Another important entry point for understanding how the rationalization of play occurs beyond the boundaries of the work/play binary is through a deeper exploration of the role of the domestic sphere in the construction and regulation of modern play practices. In reviewing the foundational literature on play, the male-centricity of the work/play dichotomy and the omission of female players from these debates are immediately apparent. The omission of the female experience of leisure within modernity challenges the notion that industrialization ever truly led to a separation of the spheres as reflected in the work/play binary, and calls into question the ways in which play and work have thus far been defined within the play literature. Throughout history, as Calvert (1998: 76) writes, “[L]ife was often very different for boys and girls at any given time. Boys and girls in America were dressed differently, treated differently, given different amounts of time for play, work, and study, and taught to handle all three activities differently.” Women and girls have historically enjoyed fewer leisure opportunities (Vallone 1995) and been steered toward much more limited and restrictive play practices than their male counterparts (Hendershot 1996). Indeed, productive or functional play has been a prominent feature of girls’ leisure time throughout the industrial era. In the nineteenth-century, as Formanek-Brunell (1998: 364) describes, “Girls were urged toward usefulness in their play as natural training in the republican values they would need as future wives and mothers of citizens.” Historical studies of girls’ and women’s leisure thus suggest that the modern rationalization of play does not necessarily represent the incorporation of “work” into play, as much as a continued extension of domesticization—-the rationalizing system of the “private” sphere of the home.

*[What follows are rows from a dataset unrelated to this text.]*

//! Fetch configuration and proxy descriptors.

use crate::error::FetchError;
use serde::{Deserialize, Serialize};
use std::fmt;
use std::str::FromStr;
use std::time::Duration;

/// Default per-attempt timeout.
pub const DEFAULT_TIMEOUT: Duration = Duration::from_millis(10_000);

/// Default number of attempts before giving up on timeouts.
pub const DEFAULT_ATTEMPTS: u32 = 5;

/// Configuration for a [`Fetcher`](crate::Fetcher).
///
/// Replaces process-wide mutable defaults with an explicit value built once
/// and handed to the fetcher. Callers that want the classic behavior build
/// one at startup and share the fetcher.
///
/// # Example
///
/// ```
/// use refetch::FetchConfig;
/// use std::time::Duration;
///
/// let config = FetchConfig {
///     timeout: Duration::from_secs(30),
///     attempts: 3,
///     ..FetchConfig::default()
/// };
/// ```
#[derive(Debug, Clone, Serialize, Deserialize)]
#[serde(default)]
pub struct FetchConfig {
    /// Per-attempt timeout applied to the connect phase and to every body
    /// read (default: 10 seconds).
    pub timeout: Duration,
    /// Number of attempts before a run of timeouts becomes an error
    /// (default: 5).
    pub attempts: u32,
    /// Proxy to route connections through (default: direct).
    pub proxy: Option<ProxyConfig>,
    /// Extra request headers, applied after the built-in `User-Agent` and
    /// `Accept-Encoding` defaults. A colliding name overwrites the default.
    pub headers: Vec<(String, String)>,
}

impl Default for FetchConfig {
    fn default() -> Self {
        Self {
            timeout: DEFAULT_TIMEOUT,
            attempts: DEFAULT_ATTEMPTS,
            proxy: None,
            headers: Vec::new(),
        }
    }
}

/// Supported proxy protocols.
#[derive(Debug, Clone, Copy, PartialEq, Eq, Serialize, Deserialize)]
#[serde(rename_all = "lowercase")]
pub enum ProxyKind {
    /// Plain HTTP CONNECT proxy.
    Http,
    /// SOCKS5 proxy.
    Socks5,
}

impl ProxyKind {
    fn scheme(self) -> &'static str {
        match self {
            ProxyKind::Http => "http",
            ProxyKind::Socks5 => "socks5",
        }
    }
}

/// A fully-resolved proxy descriptor.
///
/// External configuration loaders are expected to hand this over ready to
/// use; the crate never reads proxy settings from the environment or from
/// files on its own.
#[derive(Debug, Clone, PartialEq, Eq, Serialize, Deserialize)]
pub struct ProxyConfig {
    /// Proxy protocol.
    pub kind: ProxyKind,
    /// Proxy host name or address.
    pub host: String,
    /// Proxy port.
    pub port: u16,
}

impl ProxyConfig {
    /// Renders the descriptor as a proxy URL, e.g. `socks5://10.0.0.1:1080`.
    pub fn url(&self) -> String {
        format!("{}://{}:{}", self.kind.scheme(), self.host, self.port)
    }
}

impl fmt::Display for ProxyConfig {
    fn fmt(&self, f: &mut fmt::Formatter<'_>) -> fmt::Result {
        f.write_str(&self.url())
    }
}

impl FromStr for ProxyConfig {
    type Err = FetchError;

    /// Parses `http://host:port` or `socks5://host:port`.
    fn from_str(s: &str) -> Result<Self, Self::Err> {
        let parsed = url::Url::parse(s)
            .map_err(|e| FetchError::Config(format!("invalid proxy {s:?}: {e}")))?;
        let kind = match parsed.scheme() {
            "http" => ProxyKind::Http,
            "socks5" => ProxyKind::Socks5,
            other => {
                return Err(FetchError::Config(format!(
                    "unsupported proxy scheme {other:?} (expected http or socks5)"
                )))
            }
        };
        let host = parsed
            .host_str()
            .ok_or_else(|| FetchError::Config(format!("proxy {s:?} has no host")))?
            .to_string();
        // The url crate normalizes an explicit default port (http:80) away,
        // so fall back to the scheme default before giving up.
        let port = parsed
            .port_or_known_default()
            .ok_or_else(|| FetchError::Config(format!("proxy {s:?} has no port")))?;
        Ok(Self { kind, host, port })
    }
}

#[cfg(test)]
mod tests {
    use super::*;

    #[test]
    fn defaults_match_documented_values() {
        let config = FetchConfig::default();
        assert_eq!(config.timeout, Duration::from_millis(10_000));
        assert_eq!(config.attempts, 5);
        assert!(config.proxy.is_none());
        assert!(config.headers.is_empty());
    }

    #[test]
    fn proxy_parses_http_and_socks5() {
        let http: ProxyConfig = "http://127.0.0.1:8080".parse().unwrap();
        assert_eq!(http.kind, ProxyKind::Http);
        assert_eq!(http.host, "127.0.0.1");
        assert_eq!(http.port, 8080);

        let socks: ProxyConfig = "socks5://proxy.local:1080".parse().unwrap();
        assert_eq!(socks.kind, ProxyKind::Socks5);
        assert_eq!(socks.url(), "socks5://proxy.local:1080");
    }

    #[test]
    fn proxy_falls_back_to_the_scheme_default_port() {
        let http: ProxyConfig = "http://proxy.local".parse().unwrap();
        assert_eq!(http.port, 80);
    }

    #[test]
    fn proxy_rejects_unsupported_forms() {
        assert!("ftp://proxy:21".parse::<ProxyConfig>().is_err());
        assert!("socks5://noport".parse::<ProxyConfig>().is_err());
        assert!("not a proxy".parse::<ProxyConfig>().is_err());
    }

    #[test]
    fn proxy_deserializes_from_resolved_config() {
        let proxy: ProxyConfig =
            serde_json::from_str(r#"{"kind":"socks5","host":"proxy.local","port":1080}"#).unwrap();
        assert_eq!(proxy.kind, ProxyKind::Socks5);
        assert_eq!(proxy.to_string(), "socks5://proxy.local:1080");
    }
}
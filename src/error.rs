//! Failure taxonomy shared by all components
//!
//! Every component returns typed errors so callers can tell a retryable
//! transport fault apart from a terminal condition. The CLI converts each
//! variant into a printed message; nothing here unwinds past the service.

use thiserror::Error;

#[derive(Debug, Error)]
pub enum ChatError {
    /// Character creation collided with an existing name. Raised from the
    /// storage-level UNIQUE constraint, never from a read-then-insert check.
    #[error("character '{0}' already exists")]
    DuplicateName(String),

    /// Chat was requested against a character name that is not stored.
    #[error("character '{0}' not found")]
    CharacterNotFound(String),

    /// The generation endpoint failed: bad status, transport fault, or a
    /// 2xx body with no extractable candidate text. `status` is `None` for
    /// transport-level faults (connect error, timeout).
    #[error("generation endpoint error{}: {body}", status_suffix(.status))]
    Endpoint {
        status: Option<u16>,
        body: String,
    },

    /// Any persistence fault other than a name collision.
    #[error("storage error: {0}")]
    Storage(String),
}

fn status_suffix(status: &Option<u16>) -> String {
    match status {
        Some(code) => format!(" ({code})"),
        None => String::new(),
    }
}

impl ChatError {
    /// Sentinel body for a 2xx response whose shape carries no candidate
    /// text. Logically distinct from a status failure for diagnostics, but
    /// surfaced to callers the same way.
    pub const UNEXPECTED_FORMAT: &'static str = "Unexpected response format";

    pub fn unexpected_format(status: u16) -> Self {
        Self::Endpoint {
            status: Some(status),
            body: Self::UNEXPECTED_FORMAT.to_string(),
        }
    }

    pub fn is_unexpected_format(&self) -> bool {
        matches!(self, Self::Endpoint { body, .. } if body == Self::UNEXPECTED_FORMAT)
    }
}

impl From<rusqlite::Error> for ChatError {
    fn from(e: rusqlite::Error) -> Self {
        ChatError::Storage(e.to_string())
    }
}

pub type Result<T> = std::result::Result<T, ChatError>;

Not that girls just accepted the roles and limitations that were placed on them. In parallel with the tradition of containing girls' play is a tradition of little girls using play to subvert gender norms and expectations:
Although dolls are often seen as obvious "vehicle[s] of feminine socialization," recent ethnographic research, as well as historical analysis of memoirs, diaries and oral histories, reveal a long-standing tradition of gender role subversion and rejection of adult authority within girls’ doll play (Formanek-Brunell, 1998; Gussin Paley, 2004). This emerging research reveals the familiar, but academically neglected, practices of brutal doll torture, doll-body modification, doll bashing and doll funerals. As Formanek-Brunell (1998: 374), describes, although many girls (and boys) played with dolls in prescribed ways, “[E]vidence reveals that doll players pushed at the margins of acceptable feminine and genteel behaviour." For some girls, dolls became a valuable tool for thwarting social norms and undermining restrictions. For example, during the nineteenth-century “doll parties” were often promoted as a beneficial and appropriate activity for girls. Designed as a primarily aesthetic activity (girls were meant to show off their dolls and look at each others’ doll clothes), “doll parties” were regulated by a complex set of rules and etiquette which were circulated in advice books and women’s magazines. In practice, however, the events often transformed into active play dates that involved sliding down the stairs on tea trays and “smashing their unsuspecting dolls to bits” (Formanek-Brunell 1998: 375).